Hamilton's bridge problems don't end there. It shares two other spans with Ipswich, the Winthrop Street and the Gardner Street bridges, which also were damaged and remain closed. Kenney is hoping to have both open by late summer. State and federal aid likely will cover 87.5 percent of those repairs, estimated at $270,000, with the two towns splitting the rest of the cost.

In Wenham, crews recently replaced three culverts that were washed out in the floods, after voters approved borrowing $1.8 million to fund the project. Now the town is hoping for at least an 80 percent federal reimbursement.

But in Amesbury, crews have postponed rebuilding eroded channel walls downtown along the Powow River until federal and state reimbursement is hashed out. The town received less than a third of the estimated $104,000 needed to fix the structure.

The Mother's Day flooding prompted a two-block evacuation in downtown Amesbury, where diners on the back deck of Scandia Restaurant have a prime view of the river. Scandia was one of about three dozen businesses that were forced to close for three days because officials feared the dam upriver would burst. It didn't. But the dramatic evacuation, combined with intense media attention, apparently made a lasting impression on many would-be customers, said Scandia owner Gordon Breidenbach.

"Ipswich was messed up. Haverhill was bad. But they focused on Amesbury. So people thought Amesbury must be a total mess," Breidenbach said. "Mother's Day is sort of your coming out party after a long winter, and we lost that. We were only closed for three days, but it had repercussions for eight or nine weeks."

In Haverhill, more than $1 million in repairs have been completed on a major sewer line that collapsed last Mother's Day weekend, sending hundreds of gallons of sewage into the Merrimack River.

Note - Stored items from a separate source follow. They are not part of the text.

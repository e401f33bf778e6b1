//! Store Module
//!
//! The root object that owns a store directory, its optional cipher and its
//! transaction queue.
//!
//! ## Responsibilities
//! - Validate configuration and create the namespace directory
//! - Derive the cipher when encryption is requested
//! - Serialize transaction bodies through the queue
//! - Expose tables and encrypt/decrypt to callers

use std::fmt;
use std::fs;
use std::path::Path;
use std::sync::Arc;

use tracing::info;

use crate::config::Config;
use crate::crypto::Cipher;
use crate::database::Database;
use crate::error::Result;
use crate::table::Table;
use crate::transaction::{TransactionHandle, TransactionQueue};

/// An open document store
///
/// ## Concurrency Model: Serialized Transactions
///
/// - Every body passed to [`transact`](Self::transact) runs on one worker
///   thread, in submission order, to completion, so check-then-write
///   sequences inside a body are atomic with respect to other bodies.
/// - [`table`](Self::table) gives direct access outside the queue. Reads
///   there are fine; writes there are not serialized against transactions.
/// - Clones share the same queue. The worker stops when the last clone is
///   dropped, after finishing the jobs already queued.
#[derive(Clone)]
pub struct Store {
    config: Config,
    db: Database,
    queue: Arc<TransactionQueue>,
}

impl Store {
    /// Open or create the store described by `config`
    ///
    /// On startup:
    /// 1. Validate config (encryption needs a key)
    /// 2. Create `{root}/.databases/db-{namespace}`
    /// 3. Derive the cipher (salted with the store path)
    /// 4. Start the transaction worker
    pub fn open(config: Config) -> Result<Self> {
        // Step 1: Reject unusable configuration before touching disk
        config.validate()?;

        // Step 2: Create the namespace directory (idempotent)
        let store_dir = config.store_dir();
        fs::create_dir_all(&store_dir)?;
        let root = fs::canonicalize(&store_dir)?;

        // Step 3: Distinct store paths give distinct keys for the same password
        let cipher = match (config.encrypt, config.key.as_deref()) {
            (true, Some(key)) => {
                let salt = root.to_string_lossy();
                Some(Arc::new(Cipher::new(key.as_bytes(), salt.as_bytes(), config.kdf)?))
            }
            _ => None,
        };

        // Step 4: Start the worker
        let db = Database::new(root, cipher);
        let queue = TransactionQueue::start(db.clone())?;

        info!(
            namespace = %config.namespace,
            root = %db.root().display(),
            encrypted = db.is_encrypted(),
            "Store opened"
        );

        Ok(Self {
            config,
            db,
            queue: Arc::new(queue),
        })
    }

    /// Open with a root path (convenience method)
    ///
    /// Uses default config with the specified root directory
    pub fn open_path(path: &Path) -> Result<Self> {
        Self::open(Config::builder().root(path).build())
    }

    /// Queue `body` for exclusive, serialized execution
    ///
    /// ```no_run
    /// # use jsondb::{Store, Config};
    /// # use serde_json::json;
    /// # fn main() -> jsondb::Result<()> {
    /// let store = Store::open(Config::default())?;
    /// let id = store
    ///     .transact(|db| {
    ///         let entry = db.table("users")?.create_entry()?;
    ///         entry.merge(json!({ "name": "a" }))?;
    ///         Ok(entry.id().to_string())
    ///     })
    ///     .wait()?;
    /// # Ok(())
    /// # }
    /// ```
    pub fn transact<R, F>(&self, body: F) -> TransactionHandle<R>
    where
        F: FnOnce(&Database) -> Result<R> + Send + 'static,
        R: Send + 'static,
    {
        self.queue.submit(body)
    }

    /// Open (and create if needed) a table outside the queue
    pub fn table(&self, name: &str) -> Result<Table> {
        self.db.table(name)
    }

    /// Names of all tables present on disk
    pub fn tables(&self) -> Result<Vec<String>> {
        self.db.tables()
    }

    /// Encrypt a string with the store's cipher
    pub fn encrypt(&self, plaintext: &str) -> Result<String> {
        self.db.encrypt(plaintext)
    }

    /// Decrypt a blob produced by [`encrypt`](Self::encrypt)
    pub fn decrypt(&self, blob: &str) -> Result<String> {
        self.db.decrypt(blob)
    }

    // =========================================================================
    // Accessors
    // =========================================================================

    /// Store directory: `{root}/.databases/db-{namespace}`
    pub fn root(&self) -> &Path {
        self.db.root()
    }

    pub fn is_encrypted(&self) -> bool {
        self.db.is_encrypted()
    }

    /// The handle transaction bodies receive
    pub fn database(&self) -> &Database {
        &self.db
    }

    /// Transactions queued but not yet started
    pub fn pending_transactions(&self) -> usize {
        self.queue.pending()
    }

    /// Whether a transaction body is executing right now
    pub fn is_transaction_running(&self) -> bool {
        self.queue.is_running()
    }

    pub fn config(&self) -> &Config {
        &self.config
    }
}

impl fmt::Debug for Store {
    fn fmt(&self, f: &mut fmt::Formatter<'_>) -> fmt::Result {
        f.debug_struct("Store")
            .field("namespace", &self.config.namespace)
            .field("root", &self.db.root())
            .field("encrypted", &self.db.is_encrypted())
            .finish()
    }
}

The city submitted a request for more than $2 million in federal assistance disaster relief, but is still haggling with federal officials over other portions of the bill, said Ted VanNahl, Mayor James Fiorentini's chief of staff.

Haverhill estimates it will cost roughly $1.2 million to remove debris and rebuild the embankment along two large sections of the Merrimack, where erosion has gotten so bad that roads and sewer lines beneath them could start crumbling. The areas were pummeled in last May's flooding, then pounded again during last month's Patriots Day northeaster. The sections weren't fixed because federal officials denied that portion of the city's request, VanNahl said.

"They take the position that they don't want to use [federal] money to rebuild things that may have partially degraded over time," he said.

As community leaders across the region continue delicate negotiations for federal and state flood aid, while also struggling to balance their tight municipal budgets, the watchword has become patience.

"We're progressing on this as fast as we can," said Lane Bourn, a Rowley selectman until his defeat Tuesday.

Residents on Rowley's west side raised quite a "bridge brouhaha" last fall, Bourn said, because it appeared nothing was being done to reopen the town's three closed bridges. What they didn't see, he said, was the behind-the-scenes negotiations with state and federal officials over disaster aid. To make sure the town receives every dime of federal reimbursement it can, local leaders are submitting all plans up front.

"It takes time to get environmental permitting," Bourn said. "We are crossing streams. We are dealing with wetlands. We are dealing with the Conservation Commission, the state Department of Environmental Protection, and the Army Corp of Engineers. There's an awful lot of time and review done to make sure we are doing it properly."

The upshot?

Nardone, the frazzled Rowley mom who lives between two of the town's closed bridges, expects to log a lot more miles on her year-old Ford Fiesta before she can put Rowley's bridge problems in her rear-view mirror.